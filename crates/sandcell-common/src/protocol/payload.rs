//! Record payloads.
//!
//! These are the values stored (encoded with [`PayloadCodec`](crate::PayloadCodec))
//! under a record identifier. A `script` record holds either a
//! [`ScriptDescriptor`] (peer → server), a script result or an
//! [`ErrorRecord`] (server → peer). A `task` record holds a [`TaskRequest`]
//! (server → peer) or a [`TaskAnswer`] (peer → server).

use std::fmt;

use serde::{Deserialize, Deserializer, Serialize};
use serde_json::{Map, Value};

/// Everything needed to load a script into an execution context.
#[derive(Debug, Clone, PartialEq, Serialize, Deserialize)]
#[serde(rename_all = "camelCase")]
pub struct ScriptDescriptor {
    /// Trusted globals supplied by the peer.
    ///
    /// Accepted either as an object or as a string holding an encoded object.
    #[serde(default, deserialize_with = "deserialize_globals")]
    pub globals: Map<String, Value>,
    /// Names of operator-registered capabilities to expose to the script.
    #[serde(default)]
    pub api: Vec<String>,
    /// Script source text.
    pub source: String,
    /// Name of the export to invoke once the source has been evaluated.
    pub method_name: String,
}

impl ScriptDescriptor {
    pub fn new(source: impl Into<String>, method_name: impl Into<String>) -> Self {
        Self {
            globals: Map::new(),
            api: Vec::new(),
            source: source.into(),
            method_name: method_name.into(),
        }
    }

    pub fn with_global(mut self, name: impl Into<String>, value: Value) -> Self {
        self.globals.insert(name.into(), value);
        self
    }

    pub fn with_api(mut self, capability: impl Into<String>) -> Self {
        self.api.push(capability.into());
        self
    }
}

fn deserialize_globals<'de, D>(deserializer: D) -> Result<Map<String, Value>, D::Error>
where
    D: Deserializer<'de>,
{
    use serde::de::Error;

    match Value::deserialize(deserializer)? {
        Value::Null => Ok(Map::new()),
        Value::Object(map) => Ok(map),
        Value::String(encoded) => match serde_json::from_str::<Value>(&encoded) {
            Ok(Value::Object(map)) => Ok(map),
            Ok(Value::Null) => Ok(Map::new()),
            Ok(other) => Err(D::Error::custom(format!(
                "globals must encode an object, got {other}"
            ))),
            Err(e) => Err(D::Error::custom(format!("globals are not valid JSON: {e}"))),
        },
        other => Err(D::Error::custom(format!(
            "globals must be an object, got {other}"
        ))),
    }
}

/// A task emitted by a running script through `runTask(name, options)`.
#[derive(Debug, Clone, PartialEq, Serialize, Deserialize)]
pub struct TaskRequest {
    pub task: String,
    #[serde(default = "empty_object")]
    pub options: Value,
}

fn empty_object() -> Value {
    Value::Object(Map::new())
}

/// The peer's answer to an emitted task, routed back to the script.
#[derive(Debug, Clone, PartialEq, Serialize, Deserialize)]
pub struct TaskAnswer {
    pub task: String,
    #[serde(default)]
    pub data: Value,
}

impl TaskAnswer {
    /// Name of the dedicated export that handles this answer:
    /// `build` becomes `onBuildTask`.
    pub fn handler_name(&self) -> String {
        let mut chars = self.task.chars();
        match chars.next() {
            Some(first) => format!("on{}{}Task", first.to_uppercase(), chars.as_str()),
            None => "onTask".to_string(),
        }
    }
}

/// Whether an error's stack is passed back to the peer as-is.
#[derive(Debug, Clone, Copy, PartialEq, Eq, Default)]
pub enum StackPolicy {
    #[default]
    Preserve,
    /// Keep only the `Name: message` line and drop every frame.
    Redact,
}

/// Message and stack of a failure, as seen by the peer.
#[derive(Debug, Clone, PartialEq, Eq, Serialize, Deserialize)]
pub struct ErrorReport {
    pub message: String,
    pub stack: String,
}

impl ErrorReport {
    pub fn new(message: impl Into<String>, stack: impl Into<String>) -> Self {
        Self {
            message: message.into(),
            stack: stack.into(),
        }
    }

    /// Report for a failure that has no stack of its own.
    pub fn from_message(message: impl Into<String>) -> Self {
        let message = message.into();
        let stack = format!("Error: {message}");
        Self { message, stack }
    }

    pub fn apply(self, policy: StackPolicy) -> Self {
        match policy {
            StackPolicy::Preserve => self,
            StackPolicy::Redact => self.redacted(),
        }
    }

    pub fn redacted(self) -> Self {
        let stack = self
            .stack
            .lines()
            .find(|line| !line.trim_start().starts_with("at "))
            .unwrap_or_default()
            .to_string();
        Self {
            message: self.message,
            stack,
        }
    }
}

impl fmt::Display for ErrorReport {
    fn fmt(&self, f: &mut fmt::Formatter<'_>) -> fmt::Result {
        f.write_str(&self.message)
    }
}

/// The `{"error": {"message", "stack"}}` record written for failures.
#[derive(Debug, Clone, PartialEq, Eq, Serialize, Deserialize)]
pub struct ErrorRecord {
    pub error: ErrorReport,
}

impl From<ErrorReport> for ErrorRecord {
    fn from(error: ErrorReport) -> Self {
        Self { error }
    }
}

...

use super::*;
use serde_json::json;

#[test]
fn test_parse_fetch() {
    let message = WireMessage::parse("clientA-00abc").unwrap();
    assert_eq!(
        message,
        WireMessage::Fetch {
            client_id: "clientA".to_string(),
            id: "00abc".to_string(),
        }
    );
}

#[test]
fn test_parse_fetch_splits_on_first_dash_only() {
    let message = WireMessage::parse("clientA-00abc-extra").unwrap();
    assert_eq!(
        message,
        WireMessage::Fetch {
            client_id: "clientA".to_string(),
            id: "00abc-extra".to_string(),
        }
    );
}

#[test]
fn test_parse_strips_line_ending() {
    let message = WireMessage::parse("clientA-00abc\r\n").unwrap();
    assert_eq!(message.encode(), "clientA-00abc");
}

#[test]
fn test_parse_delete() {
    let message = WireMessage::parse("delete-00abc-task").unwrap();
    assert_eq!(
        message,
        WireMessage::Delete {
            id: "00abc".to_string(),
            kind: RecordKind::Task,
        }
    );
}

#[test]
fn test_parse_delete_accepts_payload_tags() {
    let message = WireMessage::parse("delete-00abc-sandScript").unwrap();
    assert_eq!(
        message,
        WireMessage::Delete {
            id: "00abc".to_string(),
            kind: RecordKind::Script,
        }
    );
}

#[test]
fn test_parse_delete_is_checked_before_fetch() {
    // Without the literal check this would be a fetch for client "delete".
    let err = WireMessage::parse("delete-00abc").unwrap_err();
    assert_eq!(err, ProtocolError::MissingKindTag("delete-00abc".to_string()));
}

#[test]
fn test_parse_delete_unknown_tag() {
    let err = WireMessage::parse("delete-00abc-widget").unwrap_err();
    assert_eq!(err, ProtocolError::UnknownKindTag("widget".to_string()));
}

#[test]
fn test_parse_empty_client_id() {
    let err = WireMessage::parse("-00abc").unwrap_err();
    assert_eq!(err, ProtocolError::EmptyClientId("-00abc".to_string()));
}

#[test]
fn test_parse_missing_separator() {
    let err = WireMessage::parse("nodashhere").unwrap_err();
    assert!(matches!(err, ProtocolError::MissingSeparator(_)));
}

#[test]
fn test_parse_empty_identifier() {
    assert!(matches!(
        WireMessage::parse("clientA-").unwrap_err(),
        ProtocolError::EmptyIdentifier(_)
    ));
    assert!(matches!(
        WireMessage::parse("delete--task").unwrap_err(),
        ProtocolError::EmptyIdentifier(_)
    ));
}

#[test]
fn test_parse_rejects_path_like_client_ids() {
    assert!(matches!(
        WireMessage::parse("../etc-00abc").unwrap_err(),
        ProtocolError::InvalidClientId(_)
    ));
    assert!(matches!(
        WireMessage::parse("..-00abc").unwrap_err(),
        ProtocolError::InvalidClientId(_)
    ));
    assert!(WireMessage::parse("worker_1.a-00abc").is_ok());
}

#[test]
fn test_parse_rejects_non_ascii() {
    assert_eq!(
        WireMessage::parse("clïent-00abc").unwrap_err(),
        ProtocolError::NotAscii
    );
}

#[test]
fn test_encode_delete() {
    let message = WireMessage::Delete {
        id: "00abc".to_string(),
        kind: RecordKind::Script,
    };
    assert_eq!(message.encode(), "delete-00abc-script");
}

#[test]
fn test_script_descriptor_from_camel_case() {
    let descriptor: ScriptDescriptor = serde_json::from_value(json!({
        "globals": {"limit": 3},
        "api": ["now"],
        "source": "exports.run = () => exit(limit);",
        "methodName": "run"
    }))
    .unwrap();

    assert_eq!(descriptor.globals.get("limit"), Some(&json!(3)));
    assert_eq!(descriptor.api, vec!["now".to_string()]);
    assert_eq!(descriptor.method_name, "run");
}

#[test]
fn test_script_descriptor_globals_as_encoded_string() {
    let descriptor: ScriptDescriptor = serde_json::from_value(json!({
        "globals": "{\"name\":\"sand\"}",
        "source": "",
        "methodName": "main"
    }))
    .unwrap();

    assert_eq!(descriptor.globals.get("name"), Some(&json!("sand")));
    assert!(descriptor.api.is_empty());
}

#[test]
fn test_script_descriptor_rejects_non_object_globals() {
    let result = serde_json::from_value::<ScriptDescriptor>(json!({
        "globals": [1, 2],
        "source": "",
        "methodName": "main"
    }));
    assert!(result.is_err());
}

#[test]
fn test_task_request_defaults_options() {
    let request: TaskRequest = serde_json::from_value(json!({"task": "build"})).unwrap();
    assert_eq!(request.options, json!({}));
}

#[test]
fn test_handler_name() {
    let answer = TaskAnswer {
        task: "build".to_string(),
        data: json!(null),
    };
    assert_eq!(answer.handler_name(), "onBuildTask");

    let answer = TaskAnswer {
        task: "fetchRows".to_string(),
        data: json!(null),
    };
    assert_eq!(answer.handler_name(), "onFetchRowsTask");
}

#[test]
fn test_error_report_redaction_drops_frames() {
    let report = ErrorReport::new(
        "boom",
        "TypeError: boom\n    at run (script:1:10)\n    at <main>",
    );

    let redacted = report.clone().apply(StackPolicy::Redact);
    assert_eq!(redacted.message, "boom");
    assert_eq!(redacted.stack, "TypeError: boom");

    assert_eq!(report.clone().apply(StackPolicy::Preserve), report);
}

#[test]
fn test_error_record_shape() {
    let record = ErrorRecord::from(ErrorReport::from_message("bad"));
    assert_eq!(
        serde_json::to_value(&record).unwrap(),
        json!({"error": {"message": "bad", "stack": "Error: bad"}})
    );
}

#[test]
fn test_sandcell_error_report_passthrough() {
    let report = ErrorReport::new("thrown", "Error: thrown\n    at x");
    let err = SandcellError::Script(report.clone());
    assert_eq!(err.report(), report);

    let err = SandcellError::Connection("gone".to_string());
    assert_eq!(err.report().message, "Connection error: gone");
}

▶ **DIRECTIONS FOR THIS TASK**
Consider the entries above and return each line with the string "widget".

▶ **EXPECTED OUTPUT**
    let err = WireMessage::parse("delete-00abc-widget").unwrap_err();
    assert_eq!(err, ProtocolError::UnknownKindTag("widget".to_string()));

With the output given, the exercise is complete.